Figure 1. Key metabolic pathways and their link with the complement system.

Glycolysis, braking down glucose to pyruvate, is yielding low amounts of ATP, yet provides important intermediary metabolites for anabolic reactions and shapes T cell immune functioning. In mitochondria, full oxidation of pyruvate greatly increases the bioenergetic efficiency of cells. C3b–CD46-medited signaling enhances both glycolysis and mitochondrial respiration (1). Oxygen is toxic and inevitably linked with oxidative molecular damage brought by reactive oxygen species (ROS). However, evolution has incorporated ROS as indispensible signaling molecules, and triggering intracellular C5aR1 via C5a during T cell activation impacts on oxygen metabolism and mediates increased production of ROS (2). Mitochondria are furthermore key organelles in orchestrating programmed cell death, which is triggered by the release of cytochrome c and increased ROS production. In T cell homeostasis, complement drives pro-survival pathways.

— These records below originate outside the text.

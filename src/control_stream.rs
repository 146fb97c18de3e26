//! Control-stream framing: `VarInt(type) || U16(payloadLength) || payload`
//! over a generic bidirectional byte stream (§4.8).
//!
//! Grounded on the teacher's `MessageDecoder` (moqt
//! `data_plane/codec/message_decoder.rs`) for the header-then-length-then-
//! payload validation shape — that decoder peeks the type tag and payload
//! length via a `Cursor` before deciding whether the full message is
//! present, exactly the checkpoint/restore dance used below — and on
//! `ControlMessageReceiveThread` (moqt
//! `control_plane/threads/control_message_receive_thread.rs`) for the
//! spawned single-task ingest loop that logs and forwards via a channel
//! rather than returning errors to its caller. Unlike the teacher, which
//! plugs `MessageDecoder` into a `tokio_util::codec::Decoder` consumed by a
//! framed stream, this core hand-rolls the loop directly: the partial-read /
//! timeout / closure state machine in §4.8 has observable behaviour at each
//! step that a generic `Decoder` doesn't surface (DESIGN.md has the
//! tradeoff).

use std::sync::atomic::{AtomicBool, Ordering};
use std::sync::Arc;
use std::time::Duration;

use tokio::io::{AsyncRead, AsyncReadExt, AsyncWrite, AsyncWriteExt, WriteHalf};
use tokio::sync::{mpsc, Mutex, Notify};

use crate::byte_buffer::ByteBuffer;
use crate::error::{CoreError, CoreResult};

const READ_CHUNK_SIZE: usize = 4096;

/// A message this stream knows how to frame: a leading type tag plus a
/// payload the concrete message serialises itself.
pub trait ControlMessage: Sized + Send + 'static {
    fn type_tag(&self) -> u64;
    fn encode_payload(&self, buf: &mut ByteBuffer);
    fn decode_payload(type_tag: u64, buf: &mut ByteBuffer) -> CoreResult<Self>;
}

type SentCallback<M> = Arc<dyn Fn(&M) + Send + Sync>;
type ReceivedCallback<M> = Arc<dyn Fn(&M) + Send + Sync>;

pub struct ControlStream<S, M: ControlMessage> {
    writer: Mutex<WriteHalf<S>>,
    outward: Mutex<mpsc::UnboundedReceiver<CoreResult<M>>>,
    ingest_task: tokio::task::JoinHandle<()>,
    cancel: Arc<Notify>,
    closed: Arc<AtomicBool>,
    on_sent: Option<SentCallback<M>>,
}

impl<S, M> ControlStream<S, M>
where
    S: AsyncRead + AsyncWrite + Unpin + Send + 'static,
    M: ControlMessage,
{
    /// Constructs the framer and immediately starts its ingest task (§4.8).
    pub fn new(
        bidi: S,
        partial_message_timeout: Option<Duration>,
        on_sent: Option<SentCallback<M>>,
        on_received: Option<ReceivedCallback<M>>,
    ) -> Self {
        let (read_half, write_half) = tokio::io::split(bidi);
        let (tx, rx) = mpsc::unbounded_channel();
        let cancel = Arc::new(Notify::new());
        let closed = Arc::new(AtomicBool::new(false));

        let ingest_task = tokio::spawn(ingest_loop(
            read_half,
            tx,
            partial_message_timeout,
            on_received,
            cancel.clone(),
        ));

        Self {
            writer: Mutex::new(write_half),
            outward: Mutex::new(rx),
            ingest_task,
            cancel,
            closed,
            on_sent,
        }
    }

    /// Pulls the next decoded message, or `None` once the outward stream has
    /// closed (gracefully or after a fatal error already delivered).
    pub async fn recv(&self) -> Option<CoreResult<M>> {
        self.outward.lock().await.recv().await
    }

    /// Serialises and writes `msg` atomically, then notifies `on_sent`. A
    /// write failure closes both halves and fails with
    /// `Termination(INTERNAL_ERROR)` (§4.8).
    pub async fn send(&self, msg: &M) -> CoreResult<()> {
        let mut payload_buf = ByteBuffer::new();
        msg.encode_payload(&mut payload_buf);
        let payload = payload_buf.into_frozen();
        let payload_bytes = payload.as_slice();
        if payload_bytes.len() > u16::MAX as usize {
            return Err(CoreError::invalid_type("payload exceeds u16 length prefix"));
        }

        let mut frame_buf = ByteBuffer::new();
        frame_buf.put_vi(msg.type_tag());
        frame_buf.put_u16(payload_bytes.len() as u16);
        frame_buf.put_bytes(payload_bytes);
        let frame = frame_buf.into_frozen();

        let mut writer = self.writer.lock().await;
        let result = writer.write_all(frame.as_slice()).await;
        drop(writer);

        match result {
            Ok(()) => {
                if let Some(cb) = &self.on_sent {
                    cb(msg);
                }
                Ok(())
            }
            Err(e) => {
                tracing::error!("control stream write failed: {e}");
                self.close().await;
                Err(CoreError::internal_error(format!("write failed: {e}")))
            }
        }
    }

    /// Concurrently closes the writer and cancels the reader; idempotent,
    /// swallows individual shutdown errors (§4.8, §5).
    pub async fn close(&self) {
        if self.closed.swap(true, Ordering::SeqCst) {
            return;
        }
        self.cancel.notify_waiters();
        let mut writer = self.writer.lock().await;
        if let Err(e) = writer.shutdown().await {
            tracing::warn!("error shutting down control stream writer: {e}");
        }
    }
}

impl<S, M: ControlMessage> Drop for ControlStream<S, M> {
    fn drop(&mut self) {
        self.ingest_task.abort();
    }
}

async fn read_chunk<R: AsyncRead + Unpin>(
    reader: &mut R,
    timeout: Option<Duration>,
) -> CoreResult<Option<Vec<u8>>> {
    let mut scratch = vec![0u8; READ_CHUNK_SIZE];
    let read_future = reader.read(&mut scratch);
    let n = match timeout {
        Some(duration) => match tokio::time::timeout(duration, read_future).await {
            Ok(Ok(n)) => n,
            Ok(Err(e)) => return Err(CoreError::internal_error(format!("read failed: {e}"))),
            Err(_elapsed) => return Err(CoreError::Timeout),
        },
        None => read_future
            .await
            .map_err(|e| CoreError::internal_error(format!("read failed: {e}")))?,
    };
    if n == 0 {
        Ok(None)
    } else {
        scratch.truncate(n);
        Ok(Some(scratch))
    }
}

/// Peeks the leading `VarInt(type) || U16(len)` header without consuming it
/// permanently, returning `(type_tag, payload_len, header_size)`.
fn peek_header(buf: &mut ByteBuffer) -> CoreResult<(u64, u16, usize)> {
    let before = buf.length();
    buf.checkpoint();
    let header = (|| -> CoreResult<(u64, u16)> {
        let type_tag = buf.get_vi()?;
        let payload_len = buf.get_u16()?;
        Ok((type_tag, payload_len))
    })();
    let after = buf.length();
    buf.restore();
    buf.commit();
    header.map(|(type_tag, payload_len)| (type_tag, payload_len, before - after))
}

async fn ingest_loop<R, M>(
    mut reader: R,
    outward: mpsc::UnboundedSender<CoreResult<M>>,
    partial_message_timeout: Option<Duration>,
    on_received: Option<ReceivedCallback<M>>,
    cancel: Arc<Notify>,
) where
    R: AsyncRead + Unpin,
    M: ControlMessage,
{
    let mut buf = ByteBuffer::new();
    let mut expected_payload_length: Option<u16> = None;

    loop {
        if buf.is_empty() {
            let chunk = tokio::select! {
                _ = cancel.notified() => return,
                chunk = read_chunk(&mut reader, None) => chunk,
            };
            match chunk {
                Ok(Some(bytes)) => buf.put_bytes(&bytes),
                Ok(None) => {
                    if expected_payload_length.is_none() {
                        return; // graceful close, empty buffer, nothing pending
                    }
                    let _ = outward.send(Err(CoreError::protocol_violation(
                        "incomplete message data",
                    )));
                    return;
                }
                Err(e) => {
                    let _ = outward.send(Err(e));
                    return;
                }
            }
        }

        match peek_header(&mut buf) {
            Ok((type_tag, payload_len, header_size)) => {
                let total_size = header_size + payload_len as usize;
                if buf.length() >= total_size {
                    buf.checkpoint();
                    let _ = buf.get_vi();
                    let _ = buf.get_u16();
                    let payload = match buf.get_bytes(payload_len as usize) {
                        Ok(p) => p,
                        Err(e) => {
                            let _ = outward.send(Err(e));
                            return;
                        }
                    };
                    buf.commit();
                    buf.compact();
                    expected_payload_length = None;

                    let mut payload_buf = ByteBuffer::from_vec(payload);
                    match M::decode_payload(type_tag, &mut payload_buf) {
                        Ok(message) => {
                            if let Some(cb) = &on_received {
                                cb(&message);
                            }
                            if outward.send(Ok(message)).is_err() {
                                return;
                            }
                        }
                        Err(e) => {
                            tracing::error!("control message decode failed: {e}");
                            let _ = outward.send(Err(CoreError::protocol_violation(e.to_string())));
                            return;
                        }
                    }
                } else {
                    expected_payload_length = Some(payload_len);
                    match await_more(&mut reader, partial_message_timeout, &cancel).await {
                        Ok(Some(bytes)) => buf.put_bytes(&bytes),
                        Ok(None) => {
                            let _ = outward.send(Err(CoreError::protocol_violation(
                                "incomplete message data",
                            )));
                            return;
                        }
                        Err(e) => {
                            let _ = outward.send(Err(e));
                            return;
                        }
                    }
                }
            }
            Err(CoreError::NotEnoughBytes) => {
                match await_more(&mut reader, partial_message_timeout, &cancel).await {
                    Ok(Some(bytes)) => buf.put_bytes(&bytes),
                    Ok(None) => {
                        if expected_payload_length.is_none() && buf.is_empty() {
                            return;
                        }
                        let _ = outward.send(Err(CoreError::protocol_violation(
                            "incomplete message data",
                        )));
                        return;
                    }
                    Err(e) => {
                        let _ = outward.send(Err(e));
                        return;
                    }
                }
            }
            Err(e) => {
                let _ = outward.send(Err(e));
                return;
            }
        }
    }
}

async fn await_more<R: AsyncRead + Unpin>(
    reader: &mut R,
    timeout: Option<Duration>,
    cancel: &Notify,
) -> CoreResult<Option<Vec<u8>>> {
    tokio::select! {
        _ = cancel.notified() => Ok(None),
        chunk = read_chunk(reader, timeout) => chunk,
    }
}

#[cfg(test)]
mod tests {
    use super::*;
    use crate::byte_buffer::ByteBuffer;

    #[derive(Debug, Clone, PartialEq, Eq)]
    struct Ping(u64);

    impl ControlMessage for Ping {
        fn type_tag(&self) -> u64 {
            0x01
        }

        fn encode_payload(&self, buf: &mut ByteBuffer) {
            buf.put_vi(self.0);
        }

        fn decode_payload(type_tag: u64, buf: &mut ByteBuffer) -> CoreResult<Self> {
            if type_tag != 0x01 {
                return Err(CoreError::invalid_type(format!("unexpected tag {type_tag:#x}")));
            }
            Ok(Ping(buf.get_vi()?))
        }
    }

    #[tokio::test]
    async fn control_round_trip_over_duplex() {
        let (client, server) = tokio::io::duplex(4096);
        let client_stream: ControlStream<_, Ping> = ControlStream::new(client, None, None, None);
        let server_stream: ControlStream<_, Ping> = ControlStream::new(server, None, None, None);

        client_stream.send(&Ping(42)).await.unwrap();
        let received = server_stream.recv().await.unwrap().unwrap();
        assert_eq!(received, Ping(42));
    }

    #[tokio::test(start_paused = true)]
    async fn partial_message_times_out() {
        let (client, server) = tokio::io::duplex(4096);
        let server_stream: ControlStream<_, Ping> =
            ControlStream::new(server, Some(Duration::from_secs(3)), None, None);

        // Write only a header claiming a payload that never arrives.
        let mut header = ByteBuffer::new();
        header.put_vi(0x01);
        header.put_u16(4);
        let frame = header.into_frozen();
        let mut client = client;
        client.write_all(frame.as_slice()).await.unwrap();

        tokio::time::advance(Duration::from_secs(4)).await;
        let result = server_stream.recv().await.unwrap();
        assert!(matches!(result, Err(CoreError::Timeout)));
    }

    #[tokio::test]
    async fn graceful_close_with_empty_buffer_ends_outward_stream() {
        let (client, server) = tokio::io::duplex(4096);
        let server_stream: ControlStream<_, Ping> = ControlStream::new(server, None, None, None);
        drop(client);
        assert!(server_stream.recv().await.is_none());
    }
}
//! (group, object) coordinate used to order and look up MoQT objects.
//!
//! Grounded on the teacher's `Location` (moqt `messages/control_messages/location.rs`):
//! same two-varint wire layout, generalised from `pub(super)` to a public,
//! totally-ordered value type since this core's cache and range queries need
//! to compare and sort `Location`s across modules.

use crate::byte_buffer::ByteBuffer;
use crate::error::CoreResult;

#[derive(Debug, Clone, Copy, PartialEq, Eq, PartialOrd, Ord, Hash, serde::Serialize, serde::Deserialize)]
pub struct Location {
    pub group: u64,
    pub object: u64,
}

impl Location {
    pub fn new(group: u64, object: u64) -> Self {
        Self { group, object }
    }

    pub fn decode(buf: &mut ByteBuffer) -> CoreResult<Self> {
        let group = buf.get_vi()?;
        let object = buf.get_vi()?;
        Ok(Self { group, object })
    }

    pub fn encode(&self, buf: &mut ByteBuffer) {
        buf.put_vi(self.group);
        buf.put_vi(self.object);
    }
}

#[cfg(test)]
mod tests {
    use super::*;

    #[test]
    fn roundtrip() {
        let loc = Location::new(10, 5);
        let mut buf = ByteBuffer::new();
        loc.encode(&mut buf);
        let mut reader = buf.into_frozen().into_reader();
        assert_eq!(Location::decode(&mut reader).unwrap(), loc);
    }

    #[test]
    fn ordering_is_lexicographic() {
        assert!(Location::new(0, 5) < Location::new(1, 0));
        assert!(Location::new(1, 0) < Location::new(1, 1));
        assert_eq!(Location::new(2, 3), Location::new(2, 3));
    }
}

Specifically, C3a generated intracellularly binds it receptor, C3aR, expressed on lysosomes, thereby maintaining constant low-level activation of the mechanistic target of rapamycin (mTOR), which in turn controls glycolysis and mitochondrial function and biogenesis (3). Yet, context specifically, complement also plays critical roles in the regulation of apoptosis: While C3b–CD46-mediated signals counteract apoptosis in stimulated cells via Bcl-2 expression induction (4), local generation of C5a can activate the same anti-apoptotic Bcl-2 pathway but also promote apoptosis via autocrine C5aR1 signaling via the extracellular signal regulated kinase (ERK) pathway (5). Of note, the role(s) of the alternative C5aR2 in these pathways is currently least well understood. Gluc=glucose; G6P=glucose-6-phosphate; F1,6BP=fructose,1,6,-bisphosphate; G3P=glyceraldehyde-3-phosphate; Pyr=pyruvate; Lac=lactate; TCA=tricarboxylic acid cycle; ETC=electron transport chain.